Published online 9 October 2008 | Nature | doi:10.1038/news.2008.1162

News

Zebrafish development tracked cell by cell

Microscopic imaging reconstructs embryo's first day.

embryoFluorescence microscopy can reconstruct a digital zebrafish embryo.P. KELLER/EMBL

A new type of microscope has allowed scientists to map the behaviour and movements of cells during zebrafish (Danio rerio) embryonic development, and create a three-dimensional digital movie of the process.

The team, from the European Molecular Biology Laboratory (EMBL) in Heidelberg, Germany, says that this is the first complete developmental blueprint of a vertebrate. They think that the technique, called digital scanned laser light-sheet fluorescence microscopy (DSLM), could be applied to embryos of other vertebrates such as mice and frogs.

The researchers tracked individual cells making up the zebrafish embryo — an important model organism — with the laser microscope, which scans a sheet of light across the sample in many different directions to build up a three-dimensional picture.

Caught on camera

The embryo was monitored over 24 hours as it grew from a single cell to tens of thousands of cells. Over 400,000 images were created, providing a vast amount of data on cellular positions, movements and divisions. The results of their study are published in Science1.

Jochen Wittbrodt, a member of the EMBL team, says that these observations are "immediately useful both for research in developmental biology as well as in teaching, considering the many movies we provide to illustrate vertebrate embryogenesis. We see many direct applications of our technology: the quantitative study of mutant defects, the analysis of the level of individuality in different embryos of the same species and the establishment of comprehensive databases of organ development and tissue formation, just to name a few."

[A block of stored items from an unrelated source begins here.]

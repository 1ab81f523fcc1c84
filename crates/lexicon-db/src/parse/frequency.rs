//! Frequency lists: `{reading: [[spelling, rank], ...], ...}`.

use lexicon_types::FrequencyRecord;
use serde_json::Value;
use tracing::debug;

use super::{ParseStats, strip_bom};
use crate::container::ContainerBuilder;
use crate::error::ParseError;
use crate::intern::Interner;

/// Best-effort rank: integers, truncated floats and numeric strings are
/// accepted, everything else is 0.
pub fn parse_rank(value: &Value) -> i64 {
    match value {
        Value::Number(n) => n
            .as_i64()
            .or_else(|| n.as_f64().map(|f| f as i64))
            .unwrap_or(0),
        Value::String(s) => {
            let s = s.trim();
            s.parse::<i64>()
                .ok()
                .or_else(|| s.parse::<f64>().ok().map(|f| f as i64))
                .unwrap_or(0)
        }
        _ => 0,
    }
}

/// Parse one frequency file, preserving member and pair order.
pub fn ingest_frequency(
    bytes: &[u8],
    interner: &Interner,
    out: &mut ContainerBuilder<FrequencyRecord>,
) -> Result<ParseStats, ParseError> {
    let root: Value = serde_json::from_slice(strip_bom(bytes))?;
    let Value::Object(readings) = root else {
        return Err(ParseError::Shape(
            "frequency list must be a JSON object keyed by reading".into(),
        ));
    };

    let mut stats = ParseStats::default();
    for (reading, pairs) in &readings {
        if reading.is_empty() {
            stats.skipped += 1;
            continue;
        }
        let Some(pairs) = pairs.as_array() else {
            debug!("frequency entry for {reading:?} is not a list; skipped");
            stats.skipped += 1;
            continue;
        };
        for pair in pairs {
            match pair.as_array().map(Vec::as_slice) {
                Some([spelling, rank]) => match spelling.as_str().filter(|s| !s.is_empty()) {
                    Some(spelling) => {
                        out.insert_frequency(interner, reading, spelling, parse_rank(rank));
                        stats.records += 1;
                    }
                    None => stats.skipped += 1,
                },
                _ => {
                    debug!("frequency pair under {reading:?} is malformed; skipped");
                    stats.skipped += 1;
                }
            }
        }
    }
    Ok(stats)
}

Crucially, DSLM uses around 5,000–6,000 times less light than in a confocal fluorescence microscope, thus allowing the living embryos to be observed for significantly longer periods of time without damage.

Vertebrate breakthrough

Until now, mapping the embryonic development of vertebrates has been an unfeasibly enormous task. "So far, no study has been published providing cellular-level resolution data for an entire living vertebrate embryo," says co-author Philipp Keller.

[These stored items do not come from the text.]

//! Word dictionaries: term-bank rows or JMdict-style entry objects.

use std::sync::Arc;

use lexicon_types::{Record, Restriction, Sense, WordEntry};
use serde::Deserialize;
use serde_json::Value;
use tracing::debug;

use super::{BankFile, ParseStats, TermRow, parse_id, push_unique, read_bank, split_tags};
use crate::container::ContainerBuilder;
use crate::error::ParseError;
use crate::intern::Interner;

/// JMdict dialect codes; any other definition tag is kept as a plain tag.
const DIALECT_TAGS: &[&str] = &[
    "hob", "ksb", "ktb", "kyb", "kyu", "nab", "osb", "rkb", "thb", "tsb", "tsug",
];

/// `appliesToKanji` value meaning "every spelling".
const ALL_SPELLINGS: &str = "*";

#[derive(Debug, Deserialize)]
struct JmdictWord {
    #[serde(default)]
    id: Value,
    #[serde(default)]
    kanji: Vec<JmdictKanji>,
    #[serde(default)]
    kana: Vec<JmdictKana>,
    #[serde(default)]
    sense: Vec<JmdictSense>,
}

#[derive(Debug, Deserialize)]
struct JmdictKanji {
    text: String,
    #[serde(default)]
    tags: Vec<String>,
}

#[derive(Debug, Deserialize)]
#[serde(rename_all = "camelCase")]
struct JmdictKana {
    text: String,
    #[serde(default)]
    applies_to_kanji: Vec<String>,
}

#[derive(Debug, Deserialize)]
#[serde(rename_all = "camelCase")]
struct JmdictSense {
    #[serde(default)]
    part_of_speech: Vec<String>,
    #[serde(default)]
    dialect: Vec<String>,
    #[serde(default)]
    misc: Vec<String>,
    #[serde(default)]
    gloss: Vec<JmdictGloss>,
}

#[derive(Debug, Deserialize)]
struct JmdictGloss {
    text: String,
}

/// Parse one word-dictionary file and fan every entry out into `out`.
pub fn ingest_words(
    bytes: &[u8],
    interner: &Interner,
    out: &mut ContainerBuilder<Arc<Record>>,
) -> Result<ParseStats, ParseError> {
    let mut stats = ParseStats::default();
    match read_bank(bytes)? {
        BankFile::Rows(rows) => {
            for (idx, row) in rows.iter().enumerate() {
                let Some(row) = TermRow::parse(row) else {
                    debug!("word row {idx} is malformed; skipped");
                    stats.skipped += 1;
                    continue;
                };
                let reading = row.distinct_reading();
                let record = Arc::new(Record::Word(word_from_row(interner, &row)));
                out.insert(interner, record, row.expression, reading);
                stats.records += 1;
            }
        }
        BankFile::Entries { words } => {
            for (idx, value) in words.into_iter().enumerate() {
                let word: JmdictWord = match serde_json::from_value(value) {
                    Ok(word) => word,
                    Err(err) => {
                        debug!("word entry {idx} is malformed: {err}");
                        stats.skipped += 1;
                        continue;
                    }
                };
                let Some(entry) = word_from_jmdict(interner, &word) else {
                    debug!("word entry {idx} has neither kanji nor kana; skipped");
                    stats.skipped += 1;
                    continue;
                };
                let record = Arc::new(Record::Word(entry));
                if let Record::Word(entry) = &*record {
                    out.insert_keys(interner, Arc::clone(&record), word_keys(entry));
                }
                stats.records += 1;
            }
        }
    }
    Ok(stats)
}

/// Spelling, alternative spellings, then readings.
fn word_keys(entry: &WordEntry) -> impl Iterator<Item = &str> {
    std::iter::once(&*entry.spelling)
        .chain(entry.alt_spellings.iter().flatten().map(|s| &**s))
        .chain(entry.readings.iter().flatten().map(|s| &**s))
}

fn word_from_row(interner: &Interner, row: &TermRow<'_>) -> WordEntry {
    let mut dialects = Vec::new();
    let mut tags = Vec::new();
    for tag in split_tags(row.definition_tags).chain(split_tags(row.term_tags)) {
        if DIALECT_TAGS.contains(&tag) {
            push_unique(&mut dialects, interner.intern(tag));
        } else {
            push_unique(&mut tags, interner.intern(tag));
        }
    }

    let mut entry = WordEntry {
        id: row.sequence,
        spelling: interner.intern(row.expression),
        alt_spellings: None,
        readings: row.distinct_reading().map(|r| vec![interner.intern(r)]),
        restrictions: None,
        senses: vec![Sense {
            glosses: row.glossary.iter().map(|g| Arc::from(g.as_str())).collect(),
        }],
        word_classes: Some(interner.intern_all(split_tags(row.rules))),
        dialects: Some(dialects),
        tags: Some(tags),
    };
    entry.compact();
    entry
}

fn word_from_jmdict(interner: &Interner, word: &JmdictWord) -> Option<WordEntry> {
    let spelling = word
        .kanji
        .first()
        .map(|k| k.text.as_str())
        .or_else(|| word.kana.first().map(|k| k.text.as_str()))
        .filter(|s| !s.is_empty())?;

    let alt_spellings = interner.intern_all(word.kanji.iter().skip(1).map(|k| k.text.as_str()));

    let mut readings = Vec::new();
    let mut restrictions = Vec::new();
    for kana in &word.kana {
        if kana.text.is_empty() || kana.text == spelling {
            continue;
        }
        let reading = interner.intern(&kana.text);
        let restricted = !kana.applies_to_kanji.is_empty()
            && !kana.applies_to_kanji.iter().any(|k| k == ALL_SPELLINGS);
        if restricted {
            restrictions.push(Restriction {
                reading: Arc::clone(&reading),
                spellings: interner.intern_all(kana.applies_to_kanji.iter().map(String::as_str)),
            });
        }
        push_unique(&mut readings, reading);
    }

    let mut word_classes = Vec::new();
    let mut dialects = Vec::new();
    let mut tags = Vec::new();
    for kanji in &word.kanji {
        for tag in &kanji.tags {
            push_unique(&mut tags, interner.intern(tag));
        }
    }
    let senses = word
        .sense
        .iter()
        .map(|sense| {
            for pos in &sense.part_of_speech {
                push_unique(&mut word_classes, interner.intern(pos));
            }
            for dialect in &sense.dialect {
                push_unique(&mut dialects, interner.intern(dialect));
            }
            for misc in &sense.misc {
                push_unique(&mut tags, interner.intern(misc));
            }
            Sense {
                glosses: sense
                    .gloss
                    .iter()
                    .filter(|g| !g.text.is_empty())
                    .map(|g| Arc::from(g.text.as_str()))
                    .collect(),
            }
        })
        .collect();

    let mut entry = WordEntry {
        id: parse_id(&word.id),
        spelling: interner.intern(spelling),
        alt_spellings: Some(alt_spellings),
        readings: Some(readings),
        restrictions: Some(restrictions),
        senses,
        word_classes: Some(word_classes),
        dialects: Some(dialects),
        tags: Some(tags),
    };
    entry.compact();
    Some(entry)
}

#[cfg(test)]
mod tests {
    use super::*;
    use crate::container::RecordContainer;

    fn load(json: &str) -> (RecordContainer, ParseStats) {
        let interner = Interner::new();
        let mut builder = ContainerBuilder::new();
        let stats = ingest_words(json.as_bytes(), &interner, &mut builder).expect("parse");
        (builder.finish(), stats)
    }

    fn word(record: &Record) -> &WordEntry {
        match record {
            Record::Word(w) => w,
            other => panic!("expected word, got {:?}", other.kind()),
        }
    }

    #[test]
    fn term_rows_fan_out_by_spelling_and_reading() {
        let (container, stats) = load(
            r#"[
                ["猫", "ねこ", "ksb", "n", 5, ["cat"], 1467640, "P"],
                ["ネコ", "ねこ", "", "", 1, ["cat (katakana)"], 1467641, ""]
            ]"#,
        );
        assert_eq!(stats.records, 2);
        assert_eq!(container.lookup("ねこ").len(), 2);
        assert_eq!(container.lookup("猫").len(), 1);

        let cat = word(&container.lookup("猫")[0]);
        assert_eq!(cat.id, 1467640);
        assert_eq!(cat.readings.as_ref().unwrap()[0].as_ref(), "ねこ");
        assert_eq!(cat.dialects.as_ref().unwrap()[0].as_ref(), "ksb");
        assert_eq!(cat.tags.as_ref().unwrap()[0].as_ref(), "P");
        assert_eq!(cat.word_classes.as_ref().unwrap()[0].as_ref(), "n");
        assert!(cat.alt_spellings.is_none());

        // ネコ and ねこ normalize identically: one bucket, no reading stored twice.
        let katakana = word(&container.lookup("ねこ")[1]);
        assert_eq!(katakana.spelling.as_ref(), "ネコ");
        assert!(katakana.word_classes.is_none());
        assert!(katakana.dialects.is_none());
    }

    #[test]
    fn malformed_rows_are_skipped() {
        let (container, stats) = load(r#"[["猫"], 7, ["犬", "いぬ", "", "", 0, ["dog"]]]"#);
        assert_eq!(stats.skipped, 2);
        assert_eq!(stats.records, 1);
        assert_eq!(container.lookup("いぬ").len(), 1);
    }

    #[test]
    fn jmdict_entries_carry_alternatives_and_restrictions() {
        let (container, stats) = load(
            r#"{"words": [
                {
                    "id": "1000220",
                    "kanji": [{"text": "明白", "tags": []}, {"text": "偸白", "tags": ["rK"]}],
                    "kana": [
                        {"text": "めいはく", "appliesToKanji": ["*"]},
                        {"text": "ちゅうはく", "appliesToKanji": ["偸白"]}
                    ],
                    "sense": [
                        {"partOfSpeech": ["adj-na"], "dialect": [], "misc": [], "gloss": [{"text": "obvious"}, {"text": "clear"}]},
                        {"partOfSpeech": ["adj-na", "n"], "dialect": ["ksb"], "misc": ["uk"], "gloss": [{"text": "plain"}]}
                    ]
                },
                {"id": 5, "kanji": [], "kana": []}
            ]}"#,
        );
        assert_eq!(stats.records, 1);
        assert_eq!(stats.skipped, 1);

        for key in ["明白", "偸白", "めいはく", "ちゅうはく"] {
            assert_eq!(container.lookup(key).len(), 1, "missing key {key}");
        }
        let entry = word(&container.lookup("明白")[0]);
        assert_eq!(entry.id, 1000220);
        assert_eq!(entry.alt_spellings.as_ref().unwrap().len(), 1);
        assert_eq!(entry.readings.as_ref().unwrap().len(), 2);
        let restrictions = entry.restrictions.as_ref().unwrap();
        assert_eq!(restrictions.len(), 1);
        assert_eq!(restrictions[0].reading.as_ref(), "ちゅうはく");
        assert_eq!(entry.senses.len(), 2);
        assert_eq!(entry.senses[0].glosses.len(), 2);
        let classes: Vec<&str> = entry.word_classes.iter().flatten().map(|c| &**c).collect();
        assert_eq!(classes, vec!["adj-na", "n"]);
        let tags: Vec<&str> = entry.tags.iter().flatten().map(|c| &**c).collect();
        assert_eq!(tags, vec!["rK", "uk"]);
    }

    #[test]
    fn kana_only_entry_uses_first_kana_as_spelling() {
        let (container, _) = load(
            r#"{"words": [{"id": "9", "kana": [{"text": "ありがとう"}], "sense": []}]}"#,
        );
        let entry = word(&container.lookup("アリガトウ")[0]);
        assert_eq!(entry.spelling.as_ref(), "ありがとう");
        assert!(entry.readings.is_none());
        assert_eq!(container.len(), 1);
    }

    #[test]
    fn non_bank_shape_is_fatal() {
        let interner = Interner::new();
        let mut builder = ContainerBuilder::new();
        assert!(ingest_words(br#"{"terms": []}"#, &interner, &mut builder).is_err());
        assert!(ingest_words(b"[[\"a\", ", &interner, &mut builder).is_err());
    }
}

There are only two multi-cellular organisms that have been comprehensively reconstructed in this way, he says. One of them is a sea squirt (Ciona intestinalis); the other is the nematode worm (Caenorhabditis elegans), work on which won Sydney Brenner, Robert Horvitz and John Sulston the Nobel Prize in Physiology or Medicine in 2002.

"This technology, and these maps, should give vertebrate embryologists the ability to study development with the detail and subtlety that has long been available for worms," says Armand Leroi, an evolutionary developmental biologist from Imperial College London, UK, who researches the development of C.elegans.

"John Sulston got his Nobel not for sequencing the human genome or unravelling molecular signalling pathways, but for sitting down in front of a microscope and drawing pictures of cells. This is the same thing: just more cells — and no drawings," says Leroi. 

  • References

    1. Keller, P. J., Schmidt, A. D., Wittbrodt, J. & Stelzer, E. H. K. Science doi:10.1126/science.1162493 (2008).